All you’ve done is wait 30 seconds before sending the email notification. You need an if statement to cancel the timer if the contact opens before thirty seconds are up.

I thought that was what the else statement did.

If state is closed
then run timer
else // if state is open
then cancel timer

I know there is something wrong because it does not work, but I don’t see where to add an additional if statement.

The problem appears to be your parentheses. Here you close the createTimer with the second ) before you ever define the function the timer should run. So you create a blank timer and the immediately run the function that sends the mail. The function that the timer should execute needs to be the second parameter in the createTimer call and the second ) comes after the function definition.

mailboxTimer = createTimer(now.plusSeconds(30), [|
  val mailActions = getActions("mail","mail:smtp:dd7055cab0")
  mailActions.sendMail("XXXX@xxx.com","Openhab","There is something in the mailbox")
  ])
1 Like

That makes sense

Thank you

Your problem is that the mailboxTimer variable gets reinitialized (and set to null) every time the rule runs, so when the script runs and hits the else-block, there is no reference to the timer. I could expect a NullPointerException every time this happens, since it tries to call .cancel on null.

Are you using .rules-files? In that case you need to declare the variable outside the rule. If you are using UI-rules I’m not sure global variables are possible to use.

He never got one as the if statement is meaningless. The rule is “triggered by the contact closing” so the else part will never be reached.

MainUI does not have the ability to use global scope variables. You can however, achieve the same persistent functionality by declaring an Item to keep the state needed to reset the timer.

2 Likes

Yeah, sorry. I missed the else statement sandwiched between the parentheses. That’s what I get for reading code on my phone, particularly since I’m kind of a neat freak when it comes to formatting.

As @JustinG pointed out, you need the function to be a parameter within the timer. You might have gotten confused by people using createTimer as simple delays:

createTimer(now.plusSeconds(30)) [ DO STUFF ]

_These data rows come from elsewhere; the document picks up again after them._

use clap::{Arg, ArgMatches, Command};
use secrecy::SecretString;

use crate::auth::config::{parse_public_paths, DEFAULT_PUBLIC_PATHS};

pub const ARG_SIGNING_KEY: &str = "signing-key";
pub const ARG_ACCESS_TOKEN_TTL_SECONDS: &str = "access-token-ttl-seconds";
pub const ARG_REFRESH_TOKEN_TTL_SECONDS: &str = "refresh-token-ttl-seconds";
pub const ARG_LOCKOUT_THRESHOLD: &str = "lockout-threshold";
pub const ARG_LOCKOUT_COOLDOWN_SECONDS: &str = "lockout-cooldown-seconds";
pub const ARG_REFRESH_FRACTION: &str = "refresh-fraction";
pub const ARG_COOKIE_NAME: &str = "cookie-name";
pub const ARG_REFRESH_COOKIE_NAME: &str = "refresh-cookie-name";
pub const ARG_COOKIE_SECURE: &str = "cookie-secure";
pub const ARG_COOKIE_HTTP_ONLY: &str = "cookie-http-only";
pub const ARG_COOKIE_DOMAIN: &str = "cookie-domain";
pub const ARG_PUBLIC_PATHS: &str = "public-paths";
pub const ARG_REVOCATION_SWEEP_SECONDS: &str = "revocation-sweep-seconds";

#[derive(Debug)]
pub struct TokenOptions {
    pub signing_key: Option<SecretString>,
    pub access_ttl_seconds: i64,
    pub refresh_ttl_seconds: i64,
    pub refresh_fraction: f64,
    pub revocation_sweep_seconds: u64,
}

#[derive(Debug, Clone, Copy, PartialEq, Eq)]
pub struct LockoutOptions {
    pub threshold: u32,
    pub cooldown_seconds: i64,
}

#[derive(Debug, Clone, PartialEq, Eq)]
pub struct CookieOptions {
    pub name: String,
    pub refresh_name: String,
    pub secure: bool,
    pub http_only: bool,
    pub domain: Option<String>,
}

#[derive(Debug)]
pub struct Options {
    pub token: TokenOptions,
    pub lockout: LockoutOptions,
    pub cookie: CookieOptions,
    pub public_paths: Vec<String>,
}

impl Options {
    /// Parse auth arguments from matches.
    ///
    /// # Errors
    /// Returns an error if a value with a default is unexpectedly absent.
    pub fn parse(matches: &ArgMatches) -> anyhow::Result<Self> {
        fn read<T: Clone + Send + Sync + 'static>(
            matches: &ArgMatches,
            id: &str,
        ) -> anyhow::Result<T> {
            matches
                .get_one::<T>(id)
                .cloned()
                .ok_or_else(|| anyhow::anyhow!("missing required argument: --{id}"))
        }
        let get_non_empty = |id: &str| {
            matches
                .get_one::<String>(id)
                .cloned()
                .filter(|v| !v.trim().is_empty())
        };

        Ok(Self {
            token: TokenOptions {
                signing_key: get_non_empty(ARG_SIGNING_KEY).map(SecretString::from),
                access_ttl_seconds: read(matches, ARG_ACCESS_TOKEN_TTL_SECONDS)?,
                refresh_ttl_seconds: read(matches, ARG_REFRESH_TOKEN_TTL_SECONDS)?,
                refresh_fraction: read(matches, ARG_REFRESH_FRACTION)?,
                revocation_sweep_seconds: read(matches, ARG_REVOCATION_SWEEP_SECONDS)?,
            },
            lockout: LockoutOptions {
                threshold: read(matches, ARG_LOCKOUT_THRESHOLD)?,
                cooldown_seconds: read(matches, ARG_LOCKOUT_COOLDOWN_SECONDS)?,
            },
            cookie: CookieOptions {
                name: read(matches, ARG_COOKIE_NAME)?,
                refresh_name: read(matches, ARG_REFRESH_COOKIE_NAME)?,
                secure: read(matches, ARG_COOKIE_SECURE)?,
                http_only: read(matches, ARG_COOKIE_HTTP_ONLY)?,
                domain: get_non_empty(ARG_COOKIE_DOMAIN),
            },
            public_paths: parse_public_paths(&read::<String>(matches, ARG_PUBLIC_PATHS)?),
        })
    }
}

#[must_use]
pub fn with_args(command: Command) -> Command {
    let command = with_token_args(command);
    let command = with_lockout_args(command);
    with_cookie_args(command)
}

fn with_token_args(command: Command) -> Command {
    command
        .arg(
            Arg::new(ARG_SIGNING_KEY)
                .long(ARG_SIGNING_KEY)
                .help("Base64 HS512 signing key, at least 32 bytes decoded")
                .long_help(
                    "Base64 HS512 signing key, at least 32 bytes decoded. When absent the key is read from Vault.",
                )
                .env("TESSERA_SIGNING_KEY")
                .hide_env_values(true),
        )
        .arg(
            Arg::new(ARG_ACCESS_TOKEN_TTL_SECONDS)
                .long(ARG_ACCESS_TOKEN_TTL_SECONDS)
                .help("Access token lifetime in seconds")
                .env("TESSERA_ACCESS_TOKEN_TTL_SECONDS")
                .default_value("18000")
                .value_parser(clap::value_parser!(i64)),
        )
        .arg(
            Arg::new(ARG_REFRESH_TOKEN_TTL_SECONDS)
                .long(ARG_REFRESH_TOKEN_TTL_SECONDS)
                .help("Refresh token lifetime in seconds")
                .env("TESSERA_REFRESH_TOKEN_TTL_SECONDS")
                .default_value("604800")
                .value_parser(clap::value_parser!(i64)),
        )
        .arg(
            Arg::new(ARG_REFRESH_FRACTION)
                .long(ARG_REFRESH_FRACTION)
                .help("Reissue access tokens once less than this fraction of their lifetime is left")
                .env("TESSERA_REFRESH_FRACTION")
                .default_value("0.2")
                .value_parser(clap::value_parser!(f64)),
        )
        .arg(
            Arg::new(ARG_REVOCATION_SWEEP_SECONDS)
                .long(ARG_REVOCATION_SWEEP_SECONDS)
                .help("Interval between sweeps of expired revocation entries")
                .env("TESSERA_REVOCATION_SWEEP_SECONDS")
                .default_value("60")
                .value_parser(clap::value_parser!(u64).range(1..)),
        )
}

fn with_lockout_args(command: Command) -> Command {
    command
        .arg(
            Arg::new(ARG_LOCKOUT_THRESHOLD)
                .long(ARG_LOCKOUT_THRESHOLD)
                .help("Failed logins before an account is locked")
                .env("TESSERA_LOCKOUT_THRESHOLD")
                .default_value("5")
                .value_parser(clap::value_parser!(u32)),
        )
        .arg(
            Arg::new(ARG_LOCKOUT_COOLDOWN_SECONDS)
                .long(ARG_LOCKOUT_COOLDOWN_SECONDS)
                .help("Seconds an account stays locked")
                .env("TESSERA_LOCKOUT_COOLDOWN_SECONDS")
                .default_value("1800")
                .value_parser(clap::value_parser!(i64)),
        )
}

fn with_cookie_args(command: Command) -> Command {
    command
        .arg(
            Arg::new(ARG_COOKIE_NAME)
                .long(ARG_COOKIE_NAME)
                .help("Access token cookie name")
                .env("TESSERA_COOKIE_NAME")
                .default_value("jwt"),
        )
        .arg(
            Arg::new(ARG_REFRESH_COOKIE_NAME)
                .long(ARG_REFRESH_COOKIE_NAME)
                .help("Refresh token cookie name")
                .env("TESSERA_REFRESH_COOKIE_NAME")
                .default_value("refresh_token"),
        )
        .arg(
            Arg::new(ARG_COOKIE_SECURE)
                .long(ARG_COOKIE_SECURE)
                .help("Mark cookies Secure (SameSite=None); false uses SameSite=Lax")
                .env("TESSERA_COOKIE_SECURE")
                .default_value("true")
                .value_parser(clap::value_parser!(bool)),
        )
        .arg(
            Arg::new(ARG_COOKIE_HTTP_ONLY)
                .long(ARG_COOKIE_HTTP_ONLY)
                .help("Mark cookies HttpOnly")
                .env("TESSERA_COOKIE_HTTP_ONLY")
                .default_value("true")
                .value_parser(clap::value_parser!(bool)),
        )
        .arg(
            Arg::new(ARG_COOKIE_DOMAIN)
                .long(ARG_COOKIE_DOMAIN)
                .help("Cookie Domain attribute")
                .env("TESSERA_COOKIE_DOMAIN"),
        )
        .arg(
            Arg::new(ARG_PUBLIC_PATHS)
                .long(ARG_PUBLIC_PATHS)
                .help("Comma-separated paths served without authentication; a trailing / matches a prefix")
                .env("TESSERA_PUBLIC_PATHS")
                .default_value(DEFAULT_PUBLIC_PATHS),
        )
}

I do this whenever I’m not worried about cancelling the timer.

This might be the post you were thinking of. For future reference, I searched “timer.cancel” to find it.

Note that the example uses two separate rules: one to start the timer and another to cancel it. I’m not sure if that works in MainUI (I haven’t tried it). The IF/ELSE should work fine, except for this:

As @Netboy3 points out, you stated that your rule only triggers on a CLOSED state. You need it to trigger whenever the contact changes to any state, so that it can react to CLOSED or OPEN.

I’m curious, how could an Item be used to keep the state of a Timer? Do you mean by using the expire functionality instead of a regular Timer?

I was wondering how Openhab kept track the state of the item within the script to cancel the timer if the item changed state, now I get it.

Sorry for the delay in responding. I didn’t say it should keep the state of the timer, but keep the state needed for the timer. This script needs a persistent state remembered outside of the rule to tell the rule that it’s in “cooldown” and should not start yet another timer instance.

Did you try to trigger this rule by contact change ? Otherwise the “else” part will not be called at all.

Yes, it did work, now I don’t get 100 e-mails every time the mail comes.
Thanks

This topic was automatically closed 41 days after the last reply. New replies are no longer allowed.